The Board further noted that Employer had not produced "the type and quality of medical evidence that would invalidate the regulation at 20 C.F.R. § 718.201 (2001)."

   With regard to the medical merits of the claim, the Board held that the administrative law judge improperly accorded less weight to the opinion of Dr. Tuteur solely because of his status as a consulting physician. Moreover, it was improper to "mechanically" accord greater weight to the opinion of Claimant's treating physician. In this vein, the Board noted that "[w]hile a treating physician's opinion may be entitled to special consideration, there is neither a requirement nor a presumption that treating or examining physicians' opinions be given greater weight than the opinions of other expert physicians."
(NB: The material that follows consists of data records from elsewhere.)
impl SimulatedCard {
    pub fn from_image(image: &CardImage) -> Result<Self, CardImageError> {
        let adm_pin = decode_hex("adm_pin", "PIN", &image.adm_pin)?;
        if adm_pin.len() != 8 {
            return Err(CardImageError::InvalidObject {
                id: "adm_pin".to_string(),
                reason: "must be 8 bytes".to_string(),
            });
        }

        let mut objects = BTreeMap::new();
        for obj in &image.objects {
            let id = ObjectId::new(obj.id.as_str())?;
            let invalid = |reason: &str| CardImageError::InvalidObject {
                id: obj.id.clone(),
                reason: reason.to_string(),
            };
            let sim = match (&obj.content, &obj.records) {
                (Some(content), None) => SimObject {
                    data: decode_hex(&obj.id, "content", content)?,
                    record_count: None,
                    faults: obj.faults,
                },
                (None, Some(records)) => {
                    let mut data = Vec::new();
                    let mut width = None;
                    for r in records {
                        let bytes = decode_hex(&obj.id, "record", r)?;
                        if *width.get_or_insert(bytes.len()) != bytes.len() {
                            return Err(invalid("records must all have the same width"));
                        }
                        data.extend(bytes);
                    }
                    if records.is_empty() || records.len() > RecordNumber::MAX {
                        return Err(invalid("must have between 1 and 254 records"));
                    }
                    SimObject {
                        data,
                        record_count: Some(records.len()),
                        faults: obj.faults,
                    }
                }
                _ => return Err(invalid("needs exactly one of content or records")),
            };
            if objects.insert((obj.context, id), sim).is_some() {
                return Err(invalid("defined twice in the same context"));
            }
        }

        Ok(Self {
            capabilities: image.capabilities,
            adm_pin,
            pin_retries: image.pin_retries,
            retries_left: image.pin_retries,
            adm_verified: false,
            selected: None,
            objects,
            log: Vec::new(),
            source: None,
        })
    }

    pub fn load(path: &Path) -> Result<Self, CardImageError> {
        let mut card = Self::from_image(&CardImage::load(path)?)?;
        info!(path = %path.display(), objects = card.objects.len(), "card image loaded");
        card.source = Some(path.to_path_buf());
        Ok(card)
    }

    /// Image file this card was loaded from, if any.
    pub fn source(&self) -> Option<&Path> {
        self.source.as_deref()
    }

    /// Current state as an image, for saving after a pass.
    pub fn to_image(&self) -> CardImage {
        let objects = self
            .objects
            .iter()
            .map(|((context, id), obj)| {
                let (content, records) = match obj.record_width() {
                    Some(w) if w > 0 => (
                        None,
                        Some(obj.data.chunks(w).map(hex::encode).collect()),
                    ),
                    Some(_) => (None, Some(vec![String::new(); obj.record_count.unwrap_or(0)])),
                    None => (Some(hex::encode(&obj.data)), None),
                };
                ImageObject {
                    id: id.as_str().to_string(),
                    context: *context,
                    content,
                    records,
                    faults: obj.faults,
                }
            })
            .collect();
        CardImage {
            schema_version: CARD_IMAGE_SCHEMA_VERSION,
            capabilities: self.capabilities,
            adm_pin: hex::encode(&self.adm_pin),
            pin_retries: self.pin_retries,
            objects,
        }
    }

    pub fn command_log(&self) -> &[CardCommand] {
        &self.log
    }

    pub fn update_count(&self) -> usize {
        self.log.iter().filter(|c| c.is_update()).count()
    }

    pub fn retries_left(&self) -> u8 {
        self.retries_left
    }

    /// Raw content of an object, bypassing context and access rules.
    pub fn peek(&self, context: Option<AppContext>, id: &str) -> Option<Vec<u8>> {
        let id = ObjectId::new(id).ok()?;
        self.objects.get(&(context, id)).map(|o| o.data.clone())
    }

    fn lookup(&mut self, id: &ObjectId) -> Option<&mut SimObject> {
        if let Some(ctx) = self.selected {
            if self.objects.contains_key(&(Some(ctx), id.clone())) {
                return self.objects.get_mut(&(Some(ctx), id.clone()));
            }
        }
        self.objects.get_mut(&(None, id.clone()))
    }

    fn check_update_allowed(&self) -> Option<StatusWord> {
        (!self.adm_verified).then_some(StatusWord::SECURITY_STATUS_NOT_SATISFIED)
    }
}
   The Board also held that the administrative law judge improperly accorded greater weight to a physician's opinions based on his "excellent qualifications" where, as noted by Employer, the physician's qualifications were not in the record. As a result, the Board directed that the administrative law judge follow "proper procedures for taking judicial notice of such qualifications."

[ latent and progressive, claimant's burden; treating and consulting physicians ]

   In Boden v. G.M. & W. Coal Co. , 23 B.L.R. 1-__, BRB No. 04-0286 BLA (Oct. 22, 2004), the Board held that a duplicate survivor's claim was properly denied. The Board noted that "[b]ecause the condition of entitlement that claimant failed to demonstrate in her initial claim related solely to the miner's physical condition at the time of death, i.e. , whether the miner's death was due to pneumoconiosis, the administrative law judge properly found that entitlement was precluded."

[ denial of duplicate survivor's claim ]

   In Anderson v. Kiah Creek Mining Co. , BRB No. 03-0828 BLA (May 24, 2004) (unpub.), the Board affirmed the administrative law judge's order granting withdrawal of the miner's claim under 20 C.F.R. § 725.306 (2001) as interpreted in Lester v. Peabody Coal Co. , 22 B.L.R. 1-183 (2002)(en banc) and Clevenger v. Mary Helen Coal Co. , 22 B.L.R. 1-193 (2002)(en banc). With regard to medical evidence developed in connection with the withdrawn claim, the Board held that such evidence would not be included with the filing of any additional claims by the miner. However, the Board stated that a party would not be "precluded from submitting the evidence developed in (the withdrawn) claim for inclusion in a new claim record, subject to the evidentiary limitations or with a showing of good cause for its inclusion."